March 24, 2021 / Source: The Bizz USA
By Aaryana Sharma; Edited by Haarika Kalahasti
Since the start of the pandemic, Asians worldwide have been facing hate due to the widespread of COVID-19, and now, Asian-Americans are being attacked and played the victim in many racist attacks all over the US. Examples of attacks include the murder of 84-year old Vicha Ratanapakdee, and a 91-year-old man who was caught on camera being thrown to the ground in Oakland Chinatown. Hate and prejudice are never the answer, and it is important to recognize everyone’s contribution to society equally. Today, we’re going to introduce our favorite Asian Authors.
The first author we wanted to bring to the spotlight is Afghani-born author Khaled Hosseini. Hosseini has written two best-selling books, A Thousand Splendid Suns and The Kite Runner, which both highlight the Afghan culture and societal issues. Hosseini immigrated from Afghanistan at a young age and currently resides in California. In 2006, Hosseini became a Goodwill Ambassador for the UN Refugee Agency (UNHCR). Additionally, Hosseini established The Khaled Hosseini Foundation, a nonprofit, which provides humanitarian assistance to the people of Afghanistan.
Indian-American author Sandya is a recognized best-seller author known for writing romance novels for teenage-youth. Her novels feature a South-Asian (typically Indian) main character and a romance-plot that merges a Bollywood film plot with a typical teen-romance. Her books have been recognized by the New York Times and the Colorado Book Award. Sandhya also writes adult romance under the name “Lily Menon.” Representing Indian-American teenagers through romance, Sandhya Menon adds color and presentation to our bookshelves.
The third author we wanted to highlight is Wendy-Wan-Long-Shang, a Chinese-American author who often depicts Chinese culture. Through her narratives, she reflects her background as a Chinese-American kid, and student, in her writing. While her works are typically meant for a middle-grade audience, her stories of a split-identity are ones we all can relate to. Her bestseller, The Great Wall of Lucy Wu focuses on a middle schooler who faces a cultural shift once her grandma moves into the family. Wendy-Wan-Long-Shang represents an immigrant’s cultural identity struggle by representing a narrative all ages can relate to.
Sabina Khan is a Bangladeshi immigrant in Canada known for highlighting stigmas and issues in South Asian society while capturing the beautiful cultural aspects as well. Sabina Khan began writing as a way to display her daughter’s experiences in mainstream literature. Her bestseller, The Loves and Lies of Rukshana Ali revolves around the “taboo topic” of coming out in a conservative Muslim family, which she writes base on her daughter’s experience coming out. Khan writes representative works without stereotyping or judging which adds authenticity and life to her writing.

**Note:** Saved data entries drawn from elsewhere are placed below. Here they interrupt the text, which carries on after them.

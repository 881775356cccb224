//! Thread-shareable coordinator handle.
//!
//! The coordinator itself relies on sequential observation of its depth. When
//! several threads must use the same connection, wrap it in a
//! [`SharedCoordinator`]: every call is serialized through one mutex.
//!
//! The mutex serializes calls, nothing more. All threads still share a single
//! nesting, so a rollback on one thread poisons the work of every other
//! thread currently inside it. Hold the guard from [`SharedCoordinator::lock`]
//! (or use [`SharedCoordinator::with_transaction`]) to keep a whole
//! begin..commit sequence to yourself.

use std::fmt;
use std::sync::Arc;

use parking_lot::{Mutex, MutexGuard};

use crate::connection::PhysicalConnection;
use crate::transaction::config::CoordinatorConfig;
use crate::transaction::coordinator::{CoordinatorStats, TransactionCoordinator};
use crate::transaction::error::{TransactionError, TransactionResult};

/// A coordinator behind an `Arc<Mutex<..>>`. Cloning shares the same one.
pub struct SharedCoordinator<C> {
    inner: Arc<Mutex<TransactionCoordinator<C>>>,
}

impl<C> Clone for SharedCoordinator<C> {
    fn clone(&self) -> Self {
        Self {
            inner: Arc::clone(&self.inner),
        }
    }
}

impl<C: PhysicalConnection> SharedCoordinator<C> {
    /// Wrap a connection with the default configuration.
    pub fn new(connection: C) -> Self {
        Self::from_coordinator(TransactionCoordinator::new(connection))
    }

    /// Wrap a connection with a custom configuration.
    pub fn with_config(connection: C, config: CoordinatorConfig) -> Self {
        Self::from_coordinator(TransactionCoordinator::with_config(connection, config))
    }

    /// Share an existing coordinator.
    pub fn from_coordinator(coordinator: TransactionCoordinator<C>) -> Self {
        Self {
            inner: Arc::new(Mutex::new(coordinator)),
        }
    }

    /// See [`TransactionCoordinator::begin`].
    pub fn begin(&self) -> TransactionResult<()> {
        self.inner.lock().begin()
    }

    /// See [`TransactionCoordinator::commit`].
    pub fn commit(&self) -> TransactionResult<()> {
        self.inner.lock().commit()
    }

    /// See [`TransactionCoordinator::rollback`].
    pub fn rollback(&self) -> TransactionResult<()> {
        self.inner.lock().rollback()
    }

    /// Run `f` inside a transaction while holding the lock throughout.
    pub fn with_transaction<F, T, E>(&self, f: F) -> Result<T, E>
    where
        F: FnOnce(&mut TransactionCoordinator<C>) -> Result<T, E>,
        E: From<TransactionError>,
    {
        self.inner.lock().with_transaction(f)
    }
}

impl<C> SharedCoordinator<C> {
    /// Take exclusive access for a multi-step sequence.
    pub fn lock(&self) -> MutexGuard<'_, TransactionCoordinator<C>> {
        self.inner.lock()
    }

    /// Number of open logical handles.
    pub fn depth(&self) -> usize {
        self.inner.lock().depth()
    }

    /// Check if the open transaction has been rolled back by a participant.
    pub fn is_poisoned(&self) -> bool {
        self.inner.lock().is_poisoned()
    }

    /// Lifetime counters.
    pub fn stats(&self) -> CoordinatorStats {
        self.inner.lock().stats()
    }
}

impl<C> fmt::Debug for SharedCoordinator<C> {
    fn fmt(&self, f: &mut fmt::Formatter<'_>) -> fmt::Result {
        match self.inner.try_lock() {
            Some(guard) => f.debug_tuple("SharedCoordinator").field(&*guard).finish(),
            None => f.write_str("SharedCoordinator(<locked>)"),
        }
    }
}
impl<C> TransactionCoordinator<C> {
    /// Number of open logical handles.
    pub fn depth(&self) -> usize {
        self.depth
    }

    /// Check if a physical transaction is open.
    pub fn is_active(&self) -> bool {
        self.depth > 0
    }

    /// Check if the open transaction has been rolled back by a participant.
    pub fn is_poisoned(&self) -> bool {
        self.poisoned
    }

    /// The physical transaction currently open, if any.
    pub fn nesting(&self) -> Option<&NestingInfo> {
        self.nesting.as_ref()
    }

    /// Lifetime counters.
    pub fn stats(&self) -> CoordinatorStats {
        self.stats
    }

    /// The configuration in effect.
    pub fn config(&self) -> &CoordinatorConfig {
        &self.config
    }

    /// The wrapped connection.
    pub fn connection(&self) -> &C {
        &self.connection
    }

    /// The wrapped connection, for issuing queries.
    ///
    /// Transaction primitives must not be called through this reference;
    /// doing so desynchronizes the driver from the nesting depth.
    pub fn connection_mut(&mut self) -> &mut C {
        &mut self.connection
    }

    /// Unwrap the connection.
    pub fn into_inner(self) -> C {
        self.connection
    }

    fn nesting_id(&self) -> &str {
        self.nesting.as_ref().map(|n| n.id.as_str()).unwrap_or("")
    }
}

impl<C> fmt::Debug for TransactionCoordinator<C> {
    fn fmt(&self, f: &mut fmt::Formatter<'_>) -> fmt::Result {
        f.debug_struct("TransactionCoordinator")
            .field("name", &self.config.name)
            .field("depth", &self.depth)
            .field("poisoned", &self.poisoned)
            .field("nesting", &self.nesting.as_ref().map(|n| &n.id))
            .finish()
    }
}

Rupi Kaur is a Punjabi immigrant in Canada, known for her inspiring poetry. Kaur’s poetry series captures the struggles and successes of immigration, womanhood, and misogyny, and gender stigma. Fighting against sexual abuse against women, Kaur writes her novels as a reminder of feminist strength and ability. Her self-published poetry collections inspire women around the world and add diversity to our narrative as Asians in North America. Her newest book Home Body focuses on her personal experiences through womanhood and immigration written in verse.
An Indian-American author, Kelkar writes middle-grade books about growing up as a South Asian in the US. Her most popular work has been “As American as Paneer Pie” which focuses on racist acts towards the Asian community, the struggles of assimilation, and finding a new identity as a South-Asian immigrant. Additionally, Kelkar has worked as a part of the writing team for Bollywood movies Lage Raho Munna Bhai, and Eklavya.

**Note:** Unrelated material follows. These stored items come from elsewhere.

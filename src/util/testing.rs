use std::env;
use std::sync::Once;
use tracing::{debug, info};
use tracing_subscriber::{
    fmt::{self, format::FmtSpan},
    prelude::*,
    EnvFilter,
};

static TEST_SETUP: Once = Once::new();

/// Installs the shared test logging subscriber once per process.
pub fn init_test_setup() {
    TEST_SETUP.call_once(|| {
        if env::var("RUST_LOG").is_err() {
            env::set_var("RUST_LOG", "famtree=debug");
        }
        setup_test_logging();
        info!("Test Setup complete");
    });
}

fn setup_test_logging() {
    let env_filter =
        EnvFilter::try_from_default_env().unwrap_or_else(|_| EnvFilter::new("famtree=debug"));

    let subscriber = tracing_subscriber::registry().with(
        fmt::layer()
            .with_test_writer()
            .with_target(true)
            .with_thread_names(false)
            .with_span_events(FmtSpan::CLOSE)
            .with_filter(env_filter),
    );

    // Only set if we haven't already set a global subscriber
    if tracing::dispatcher::has_been_set() {
        debug!("Tracing subscriber already set");
    } else {
        subscriber.try_init().unwrap_or_else(|e| {
            eprintln!("Error: Failed to set up logging: {}", e);
        });
    }
}
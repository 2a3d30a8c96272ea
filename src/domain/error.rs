//! Domain-level errors (no external dependencies)

use thiserror::Error;

/// Domain errors report broken tree invariants and invalid domain values.
/// These are independent of parsing and I/O concerns.
#[derive(Error, Debug, Clone, PartialEq)]
pub enum DomainError {
    #[error("order violated at {label} ({score}): score outside of ({lower:?}, {upper:?})")]
    OrderViolation {
        label: String,
        score: f64,
        lower: Option<f64>,
        upper: Option<f64>,
    },

    #[error("stale height at {label}: stored {stored}, actual {actual}")]
    HeightMismatch {
        label: String,
        stored: i32,
        actual: i32,
    },

    #[error("unbalanced at {label}: left height {left}, right height {right}")]
    Unbalanced { label: String, left: i32, right: i32 },

    #[error("dangling child link {0}")]
    DanglingLink(String),

    #[error("unreachable members: {reachable} reachable, {stored} stored")]
    Unreachable { reachable: usize, stored: usize },

    #[error("unknown division strategy: {0}")]
    UnknownStrategy(String),
}

/// Result type for domain operations.
pub type DomainResult<T> = Result<T, DomainError>;
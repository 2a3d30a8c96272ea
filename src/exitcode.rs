//! Standard exit codes (BSD sysexits.h compatible)

/// Command line usage error
pub const USAGE: i32 = 64;

/// Data format error (malformed command script)
pub const DATAERR: i32 = 65;

/// Cannot open input
pub const NOINPUT: i32 = 66;

/// Internal software error
pub const SOFTWARE: i32 = 70;

/// Can't create output file
pub const CANTCREAT: i32 = 73;

/// Input/output error
pub const IOERR: i32 = 74;

/// Configuration error
pub const CONFIG: i32 = 78;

Asian-American author Jenny Han writes middle grade and high school books. Her most popular book series To All the Boys I’ve Ever Loved is on Netflix where it has become the Top 10 most-watched movie series. Additionally, Han has written the series The Summer I Turned Pretty. Han’s books focus on making an Asian-American character the lead and showcasing authentic Asian-American heritage and the small struggles of growing up as an immigrant kid in the U.S.
Indian author Aravind Adiga writes adult fiction and nonfiction. After his education in Oxford, Adiga has been a journalist for the NY Times, and an author who captures social conflicts in India. His novel The White Tiger, which depicts the struggles of the lower class in their way to the top, won the 2008 Man Booker Prize and has been added to Netflix. His novels The White Tiger and Selection Day focus on internal issues in India such as the societal hierarchy of caste and corruption and capitalism. Agida’s books highlight a more liberal and diverse narrative to modern Indian literature which is being accepted by mainstream media.
These Asian authors, and so many more like them, strive to create a more inclusive and diverse narrative. These authors have experiences with immigration, societal pressures, and forms of forced assimilation which they represent in their books. Many of these Asian authors write about their own experiences and bring their culture into their writing, creating a more authentic voice.
During times of conflict and hate, we have to recognize the important, diverse contributions to our society. We can start our recognition by simply looking at another perspective, or reading a more diverse story.